Time frame: Week 0, Week 8, and Week 12
Pinch Force
Pinch force will be measured by the Commander Echo Console with the JTech Pinch Dynamometer to quantify finger strength.
Time frame: Week 0, Week 8, and Week 12
Grasp Force
Grasp force will be measured by the Commander Echo Console with the JTech Hand Dynamometer to quantify grasp strength.
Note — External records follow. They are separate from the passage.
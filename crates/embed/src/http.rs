//! HTTP embedder
//!
//! One client type for every provider, usable from sync and async code.
//! Underlying HTTP clients are built lazily on first use, so an embedder
//! used only from async code never constructs a blocking client (which
//! would own its own runtime) inside the caller's executor.

use crate::config::EmbedderConfig;
use crate::embedder::{check_batch, check_text, AsyncEmbedder, Embedder};
use crate::error::{EmbeddingError, EmbeddingResult};
use crate::provider::{InputType, Provider};
use async_trait::async_trait;
use dataclients_core::{retry_async, retry_blocking};
use once_cell::sync::OnceCell;
use std::fmt;
use std::time::Duration;
use tracing::debug;

/// Embedder backed by a provider's HTTP API
pub struct HttpEmbedder {
    config: EmbedderConfig,
    endpoint: String,
    blocking: OnceCell<reqwest::blocking::Client>,
    client: OnceCell<reqwest::Client>,
}

impl HttpEmbedder {
    /// Create an embedder
    ///
    /// Fails with `Config` when a hosted provider has no API key.
    pub fn new(config: EmbedderConfig) -> EmbeddingResult<Self> {
        config.validate()?;
        let endpoint = format!("{}{}", config.base_url(), config.provider.path());
        Ok(HttpEmbedder {
            config,
            endpoint,
            blocking: OnceCell::new(),
            client: OnceCell::new(),
        })
    }

    /// Configuration in effect
    pub fn config(&self) -> &EmbedderConfig {
        &self.config
    }

    /// Provider this embedder calls
    pub fn provider(&self) -> Provider {
        self.config.provider
    }

    fn timeout(&self) -> Duration {
        Duration::from_millis(self.config.timeout_ms)
    }

    fn blocking_client(&self) -> EmbeddingResult<&reqwest::blocking::Client> {
        self.blocking.get_or_try_init(|| {
            reqwest::blocking::Client::builder()
                .timeout(self.timeout())
                .build()
                .map_err(|e| EmbeddingError::Config(format!("failed to build HTTP client: {}", e)))
        })
    }

    fn async_client(&self) -> EmbeddingResult<&reqwest::Client> {
        self.client.get_or_try_init(|| {
            reqwest::Client::builder()
                .timeout(self.timeout())
                .build()
                .map_err(|e| EmbeddingError::Config(format!("failed to build HTTP client: {}", e)))
        })
    }

    fn post_blocking(&self, body: &serde_json::Value) -> EmbeddingResult<serde_json::Value> {
        let provider = self.provider().name();
        let mut request = self.blocking_client()?.post(&self.endpoint).json(body);
        if let Some(key) = &self.config.api_key {
            request = request.bearer_auth(key);
        }
        let response = request
            .send()
            .map_err(|e| EmbeddingError::from_reqwest(provider, e))?;
        let status = response.status();
        if !status.is_success() {
            let text = response.text().unwrap_or_default();
            return Err(EmbeddingError::from_status(provider, status.as_u16(), text));
        }
        response
            .json()
            .map_err(|e| EmbeddingError::malformed(provider, e.to_string()))
    }

    async fn post_async(&self, body: &serde_json::Value) -> EmbeddingResult<serde_json::Value> {
        let provider = self.provider().name();
        let mut request = self.async_client()?.post(&self.endpoint).json(body);
        if let Some(key) = &self.config.api_key {
            request = request.bearer_auth(key);
        }
        let response = request
            .send()
            .await
            .map_err(|e| EmbeddingError::from_reqwest(provider, e))?;
        let status = response.status();
        if !status.is_success() {
            let text = response.text().await.unwrap_or_default();
            return Err(EmbeddingError::from_status(provider, status.as_u16(), text));
        }
        response
            .json()
            .await
            .map_err(|e| EmbeddingError::malformed(provider, e.to_string()))
    }

    fn check_dimensions(&self, vectors: &[Vec<f32>]) -> EmbeddingResult<()> {
        if let Some(expected) = self.config.dimension {
            if let Some(bad) = vectors.iter().find(|v| v.len() != expected) {
                return Err(EmbeddingError::malformed(
                    self.provider().name(),
                    format!("expected dimension {}, got {}", expected, bad.len()),
                ));
            }
        }
        Ok(())
    }

    fn embed_texts_blocking(
        &self,
        texts: &[String],
        input_type: InputType,
    ) -> EmbeddingResult<Vec<Vec<f32>>> {
        check_batch(texts)?;
        let provider = self.provider();
        let mut out = Vec::with_capacity(texts.len());
        for chunk in texts.chunks(provider.max_batch()) {
            let body = provider.request_body(self.config.model(), chunk, input_type);
            let vectors = retry_blocking(&self.config.retry, "embed", || {
                self.post_blocking(&body)
                    .and_then(|response| provider.parse_response(response, chunk.len()))
            })?;
            self.check_dimensions(&vectors)?;
            out.extend(vectors);
        }
        debug!(provider = provider.name(), count = out.len(), "embedded texts");
        Ok(out)
    }

    async fn embed_texts_async(
        &self,
        texts: &[String],
        input_type: InputType,
    ) -> EmbeddingResult<Vec<Vec<f32>>> {
        check_batch(texts)?;
        let provider = self.provider();
        let mut out = Vec::with_capacity(texts.len());
        for chunk in texts.chunks(provider.max_batch()) {
            let body = provider.request_body(self.config.model(), chunk, input_type);
            let body = &body;
            let vectors = retry_async(&self.config.retry, "embed", || async move {
                self.post_async(body)
                    .await
                    .and_then(|response| provider.parse_response(response, chunk.len()))
            })
            .await?;
            self.check_dimensions(&vectors)?;
            out.extend(vectors);
        }
        debug!(provider = provider.name(), count = out.len(), "embedded texts");
        Ok(out)
    }
}

fn single(provider: Provider, mut vectors: Vec<Vec<f32>>) -> EmbeddingResult<Vec<f32>> {
    vectors
        .pop()
        .ok_or_else(|| EmbeddingError::malformed(provider.name(), "no embedding returned"))
}

impl fmt::Debug for HttpEmbedder {
    fn fmt(&self, f: &mut fmt::Formatter<'_>) -> fmt::Result {
        f.debug_struct("HttpEmbedder")
            .field("provider", &self.config.provider)
            .field("model", &self.config.model())
            .field("endpoint", &self.endpoint)
            .field("has_api_key", &self.config.api_key.is_some())
            .finish()
    }
}

impl Embedder for HttpEmbedder {
    fn embed(&self, text: &str) -> EmbeddingResult<Vec<f32>> {
        check_text(text)?;
        let vectors = self.embed_texts_blocking(&[text.to_string()], InputType::Document)?;
        single(self.provider(), vectors)
    }

    fn embed_query(&self, text: &str) -> EmbeddingResult<Vec<f32>> {
        check_text(text)?;
        let vectors = self.embed_texts_blocking(&[text.to_string()], InputType::Query)?;
        single(self.provider(), vectors)
    }

    fn embed_batch(&self, texts: &[String]) -> EmbeddingResult<Vec<Vec<f32>>> {
        if texts.is_empty() {
            return Ok(Vec::new());
        }
        self.embed_texts_blocking(texts, InputType::Document)
    }

    fn dimension(&self) -> Option<usize> {
        self.config.dimension
    }
}

#[async_trait]
impl AsyncEmbedder for HttpEmbedder {
    async fn embed(&self, text: &str) -> EmbeddingResult<Vec<f32>> {
        check_text(text)?;
        let vectors = self
            .embed_texts_async(&[text.to_string()], InputType::Document)
            .await?;
        single(self.provider(), vectors)
    }

    async fn embed_query(&self, text: &str) -> EmbeddingResult<Vec<f32>> {
        check_text(text)?;
        let vectors = self
            .embed_texts_async(&[text.to_string()], InputType::Query)
            .await?;
        single(self.provider(), vectors)
    }

    async fn embed_batch(&self, texts: &[String]) -> EmbeddingResult<Vec<Vec<f32>>> {
        if texts.is_empty() {
            return Ok(Vec::new());
        }
        self.embed_texts_async(texts, InputType::Document).await
    }

    fn dimension(&self) -> Option<usize> {
        self.config.dimension
    }
}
Time frame: Week 0, Week 8, and Week 12
Modified Functional Reach (MFR)
The MFR will be used to measure dynamic trunk stability
Time frame: Week 0, Week 8, and Week 12
Global Rating of Change (GRC)
The Global Rating of Change scale assesses perceived change from an intervention. 9 point Likert scale. Higher positive score reflects great improvement
Time frame: Week 0, Week 8, and Week 12
NeuroRecovery Scale (NRS)
The full NRS comprises of 16items. For the purpose of this upper extremity interventional study, only six items will be used that represent a variety of functional upper extremity movement patterns required for ADL management. These scores will be used to guide treatment across all 3 groups. Scores range from 1A-4C. Higher scores reflect greater recovery of spinal cord injury.
Time frame: Week 0 and Week 4
Demographic Information
Demographic information will include: age, sex, race/ethnic background, pre-injury education, employment status, marital status, and living situation.
Time frame: Week 0
Injury Information
Injury information will include: date of injury, cause of injury, baseline AIS classification, and injury level.